Input records:

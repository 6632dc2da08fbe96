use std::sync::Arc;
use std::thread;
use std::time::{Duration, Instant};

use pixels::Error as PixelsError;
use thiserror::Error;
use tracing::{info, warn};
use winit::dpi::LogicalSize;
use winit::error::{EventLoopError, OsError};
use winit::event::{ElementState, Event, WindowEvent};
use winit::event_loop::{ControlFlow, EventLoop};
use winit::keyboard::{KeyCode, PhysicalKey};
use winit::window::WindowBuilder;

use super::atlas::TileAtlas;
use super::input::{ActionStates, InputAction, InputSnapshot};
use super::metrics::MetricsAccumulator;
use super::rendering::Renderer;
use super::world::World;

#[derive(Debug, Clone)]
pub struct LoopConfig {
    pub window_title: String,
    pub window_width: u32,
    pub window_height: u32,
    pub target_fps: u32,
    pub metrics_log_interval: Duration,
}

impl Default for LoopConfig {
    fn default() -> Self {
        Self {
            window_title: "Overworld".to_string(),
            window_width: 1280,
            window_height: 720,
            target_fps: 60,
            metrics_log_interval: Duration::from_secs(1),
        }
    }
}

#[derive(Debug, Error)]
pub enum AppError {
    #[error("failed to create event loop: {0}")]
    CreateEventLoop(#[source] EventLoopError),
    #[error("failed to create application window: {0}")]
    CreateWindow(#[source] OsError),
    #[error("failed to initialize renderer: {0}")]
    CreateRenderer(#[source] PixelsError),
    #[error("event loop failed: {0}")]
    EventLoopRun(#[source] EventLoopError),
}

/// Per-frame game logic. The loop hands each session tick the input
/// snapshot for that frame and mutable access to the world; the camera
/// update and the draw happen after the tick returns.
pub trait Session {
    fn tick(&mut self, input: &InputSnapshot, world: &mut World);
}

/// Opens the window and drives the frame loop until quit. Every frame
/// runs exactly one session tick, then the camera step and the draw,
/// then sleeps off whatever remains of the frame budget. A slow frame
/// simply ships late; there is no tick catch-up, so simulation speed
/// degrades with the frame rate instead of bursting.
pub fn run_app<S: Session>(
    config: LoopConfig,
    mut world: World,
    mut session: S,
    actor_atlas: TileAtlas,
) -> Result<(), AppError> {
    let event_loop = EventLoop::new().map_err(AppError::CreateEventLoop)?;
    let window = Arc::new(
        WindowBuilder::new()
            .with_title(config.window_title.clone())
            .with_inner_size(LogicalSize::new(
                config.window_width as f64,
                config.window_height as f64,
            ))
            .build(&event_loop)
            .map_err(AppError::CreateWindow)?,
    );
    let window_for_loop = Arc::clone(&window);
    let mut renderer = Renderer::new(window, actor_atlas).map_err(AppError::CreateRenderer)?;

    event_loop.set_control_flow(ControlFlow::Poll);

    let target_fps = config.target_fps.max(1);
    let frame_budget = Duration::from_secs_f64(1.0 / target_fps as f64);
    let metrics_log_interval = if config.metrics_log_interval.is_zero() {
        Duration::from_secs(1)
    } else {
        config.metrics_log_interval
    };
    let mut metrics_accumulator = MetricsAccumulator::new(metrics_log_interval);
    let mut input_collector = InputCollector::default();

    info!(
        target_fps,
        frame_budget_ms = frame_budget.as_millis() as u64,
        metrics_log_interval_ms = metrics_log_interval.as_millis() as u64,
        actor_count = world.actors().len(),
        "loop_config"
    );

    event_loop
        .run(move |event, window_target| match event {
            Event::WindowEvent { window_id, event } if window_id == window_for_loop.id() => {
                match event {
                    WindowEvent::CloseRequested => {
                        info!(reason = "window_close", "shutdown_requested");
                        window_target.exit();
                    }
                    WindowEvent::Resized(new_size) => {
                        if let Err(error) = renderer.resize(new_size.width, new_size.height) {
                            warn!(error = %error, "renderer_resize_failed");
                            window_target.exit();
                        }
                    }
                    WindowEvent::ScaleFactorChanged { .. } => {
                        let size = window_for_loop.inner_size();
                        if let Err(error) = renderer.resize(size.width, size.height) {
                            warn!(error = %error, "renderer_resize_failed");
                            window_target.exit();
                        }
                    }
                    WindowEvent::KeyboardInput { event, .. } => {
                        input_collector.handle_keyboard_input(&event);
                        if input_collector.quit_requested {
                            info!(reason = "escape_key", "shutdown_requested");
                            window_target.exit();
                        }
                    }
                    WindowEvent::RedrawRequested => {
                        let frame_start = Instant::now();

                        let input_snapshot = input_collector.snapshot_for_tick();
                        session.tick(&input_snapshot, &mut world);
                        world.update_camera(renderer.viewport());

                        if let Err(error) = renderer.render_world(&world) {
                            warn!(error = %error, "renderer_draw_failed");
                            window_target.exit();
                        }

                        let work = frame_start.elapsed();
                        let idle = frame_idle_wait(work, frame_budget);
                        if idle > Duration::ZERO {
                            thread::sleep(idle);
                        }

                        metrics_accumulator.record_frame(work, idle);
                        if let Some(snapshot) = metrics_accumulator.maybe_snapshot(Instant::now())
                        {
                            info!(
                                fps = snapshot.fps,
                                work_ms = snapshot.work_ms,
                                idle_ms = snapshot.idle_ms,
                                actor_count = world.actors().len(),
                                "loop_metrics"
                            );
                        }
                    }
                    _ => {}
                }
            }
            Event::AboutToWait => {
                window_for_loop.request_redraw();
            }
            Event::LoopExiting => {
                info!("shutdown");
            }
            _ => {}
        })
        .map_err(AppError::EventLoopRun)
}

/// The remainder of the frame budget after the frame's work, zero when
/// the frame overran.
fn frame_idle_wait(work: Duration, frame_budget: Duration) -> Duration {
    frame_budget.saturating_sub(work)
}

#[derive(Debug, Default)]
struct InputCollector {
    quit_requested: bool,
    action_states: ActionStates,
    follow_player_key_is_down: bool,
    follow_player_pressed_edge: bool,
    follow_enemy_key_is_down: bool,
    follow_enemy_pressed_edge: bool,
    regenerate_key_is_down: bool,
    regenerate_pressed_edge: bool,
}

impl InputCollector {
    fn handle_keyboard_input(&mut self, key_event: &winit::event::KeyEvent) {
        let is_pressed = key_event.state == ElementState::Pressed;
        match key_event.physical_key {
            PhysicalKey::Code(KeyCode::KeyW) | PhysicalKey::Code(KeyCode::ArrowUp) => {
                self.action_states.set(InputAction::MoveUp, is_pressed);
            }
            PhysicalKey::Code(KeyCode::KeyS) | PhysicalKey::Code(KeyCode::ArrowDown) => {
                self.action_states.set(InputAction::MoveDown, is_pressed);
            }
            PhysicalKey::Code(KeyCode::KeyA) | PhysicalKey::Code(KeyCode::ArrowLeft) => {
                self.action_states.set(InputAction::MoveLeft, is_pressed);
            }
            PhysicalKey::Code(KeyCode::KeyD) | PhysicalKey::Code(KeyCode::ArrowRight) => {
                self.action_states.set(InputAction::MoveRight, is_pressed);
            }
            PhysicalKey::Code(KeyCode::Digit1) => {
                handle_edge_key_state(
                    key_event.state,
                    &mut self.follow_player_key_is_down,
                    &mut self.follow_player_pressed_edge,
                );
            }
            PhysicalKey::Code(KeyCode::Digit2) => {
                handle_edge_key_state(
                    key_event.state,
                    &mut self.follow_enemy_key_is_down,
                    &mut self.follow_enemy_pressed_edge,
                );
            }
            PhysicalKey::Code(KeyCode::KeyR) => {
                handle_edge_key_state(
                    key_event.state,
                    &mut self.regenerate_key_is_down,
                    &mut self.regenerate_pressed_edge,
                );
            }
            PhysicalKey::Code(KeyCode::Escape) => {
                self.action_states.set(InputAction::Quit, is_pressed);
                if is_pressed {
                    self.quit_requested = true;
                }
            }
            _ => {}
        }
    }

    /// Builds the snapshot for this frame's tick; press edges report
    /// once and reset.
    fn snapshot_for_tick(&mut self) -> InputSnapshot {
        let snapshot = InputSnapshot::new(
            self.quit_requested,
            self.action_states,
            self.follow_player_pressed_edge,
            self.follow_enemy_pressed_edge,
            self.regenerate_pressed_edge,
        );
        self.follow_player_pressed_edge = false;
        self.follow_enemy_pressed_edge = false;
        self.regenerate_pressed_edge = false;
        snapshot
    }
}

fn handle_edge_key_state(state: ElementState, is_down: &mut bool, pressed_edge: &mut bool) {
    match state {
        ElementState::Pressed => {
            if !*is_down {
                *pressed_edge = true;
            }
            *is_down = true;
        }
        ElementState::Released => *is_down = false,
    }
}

Action item: From the data above, copy every line where "derive" appears.

Task output:
#[derive(Debug, Clone)]
#[derive(Debug, Error)]
#[derive(Debug, Default)]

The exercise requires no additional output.